Aim of the task: Retype the entries exactly, keeping every line intact.

Top of Listed records

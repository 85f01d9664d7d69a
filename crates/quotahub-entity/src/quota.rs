//! Per-user quota record entity.

use chrono::{DateTime, Utc};
use serde::{Deserialize, Serialize};
use sqlx::FromRow;
use uuid::Uuid;

use crate::resources::ResourceSet;

/// One row of the `user_resource_limits` table.
///
/// Holds the seven resource ceilings for a single user. At most one row
/// exists per user; the row is created lazily on first quota read or
/// write and cascade-deleted with the owning user.
#[derive(Debug, Clone, Serialize, Deserialize, FromRow)]
pub struct QuotaRecord {
    /// Surrogate key.
    pub id: Uuid,
    /// The user these limits belong to.
    pub user_id: Uuid,
    /// Memory limit in MB.
    pub memory_limit: i64,
    /// CPU limit in percent (100 = one core).
    pub cpu_limit: i64,
    /// Disk limit in MB.
    pub disk_limit: i64,
    /// Maximum number of servers.
    pub server_limit: i64,
    /// Maximum number of databases.
    pub database_limit: i64,
    /// Maximum number of backups.
    pub backup_limit: i64,
    /// Maximum number of allocations.
    pub allocation_limit: i64,
    /// When the record was created.
    pub created_at: DateTime<Utc>,
    /// When the record was last updated.
    pub updated_at: DateTime<Utc>,
}

impl QuotaRecord {
    /// The record's limits as a resource vector.
    pub fn limits(&self) -> ResourceSet {
        ResourceSet {
            memory_limit: self.memory_limit,
            cpu_limit: self.cpu_limit,
            disk_limit: self.disk_limit,
            server_limit: self.server_limit,
            database_limit: self.database_limit,
            backup_limit: self.backup_limit,
            allocation_limit: self.allocation_limit,
        }
    }
}
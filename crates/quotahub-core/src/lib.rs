//! # quotahub-core
//!
//! Core crate for QuotaHub. Contains configuration schemas and the
//! unified error system shared by every other crate.
//!
//! This crate has **no** internal dependencies on other QuotaHub crates.

pub mod config;
pub mod error;
pub mod result;

pub use error::AppError;
pub use result::AppResult;
//! # quotahub-service
//!
//! Business logic service layer for QuotaHub. Each service orchestrates
//! repositories to implement application-level use cases: resolving the
//! configured resource vectors, deriving usage and overflow figures, and
//! validating quota and server-resource edits before they are committed.
//!
//! Services follow constructor injection — all dependencies are provided
//! at construction time via `Arc` references. The quota arithmetic itself
//! lives in pure functions over entity values.

pub mod accounting;
pub mod quota;
pub mod server_resources;
pub mod settings;

pub use accounting::AccountingService;
pub use quota::QuotaService;
pub use server_resources::ServerResourceService;
pub use settings::SettingsService;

Bottom of Listed records

Solution to the problem:
repository 85f01d9664d7d69a
filename crates/quotahub-entity/src/quota.rs
//! Per-user quota record entity.

use chrono::{DateTime, Utc};
use serde::{Deserialize, Serialize};
use sqlx::FromRow;
use uuid::Uuid;

use crate::resources::ResourceSet;

/// One row of the `user_resource_limits` table.
///
/// Holds the seven resource ceilings for a single user. At most one row
/// exists per user; the row is created lazily on first quota read or
/// write and cascade-deleted with the owning user.
#[derive(Debug, Clone, Serialize, Deserialize, FromRow)]
pub struct QuotaRecord {
    /// Surrogate key.
    pub id: Uuid,
    /// The user these limits belong to.
    pub user_id: Uuid,
    /// Memory limit in MB.
    pub memory_limit: i64,
    /// CPU limit in percent (100 = one core).
    pub cpu_limit: i64,
    /// Disk limit in MB.
    pub disk_limit: i64,
    /// Maximum number of servers.
    pub server_limit: i64,
    /// Maximum number of databases.
    pub database_limit: i64,
    /// Maximum number of backups.
    pub backup_limit: i64,
    /// Maximum number of allocations.
    pub allocation_limit: i64,
    /// When the record was created.
    pub created_at: DateTime<Utc>,
    /// When the record was last updated.
    pub updated_at: DateTime<Utc>,
}

impl QuotaRecord {
    /// The record's limits as a resource vector.
    pub fn limits(&self) -> ResourceSet {
        ResourceSet {
            memory_limit: self.memory_limit,
            cpu_limit: self.cpu_limit,
            disk_limit: self.disk_limit,
            server_limit: self.server_limit,
            database_limit: self.database_limit,
            backup_limit: self.backup_limit,
            allocation_limit: self.allocation_limit,
        }
    }
}
filename crates/quotahub-core/src/lib.rs
//! # quotahub-core
//!
//! Core crate for QuotaHub. Contains configuration schemas and the
//! unified error system shared by every other crate.
//!
//! This crate has **no** internal dependencies on other QuotaHub crates.

pub mod config;
pub mod error;
pub mod result;

pub use error::AppError;
pub use result::AppResult;
//! # quotahub-service
//!
//! Business logic service layer for QuotaHub. Each service orchestrates
//! repositories to implement application-level use cases: resolving the
//! configured resource vectors, deriving usage and overflow figures, and
//! validating quota and server-resource edits before they are committed.
//!
//! Services follow constructor injection — all dependencies are provided
//! at construction time via `Arc` references. The quota arithmetic itself
//! lives in pure functions over entity values.

pub mod accounting;
pub mod quota;
pub mod server_resources;
pub mod settings;

pub use accounting::AccountingService;
pub use quota::QuotaService;
pub use server_resources::ServerResourceService;
pub use settings::SettingsService;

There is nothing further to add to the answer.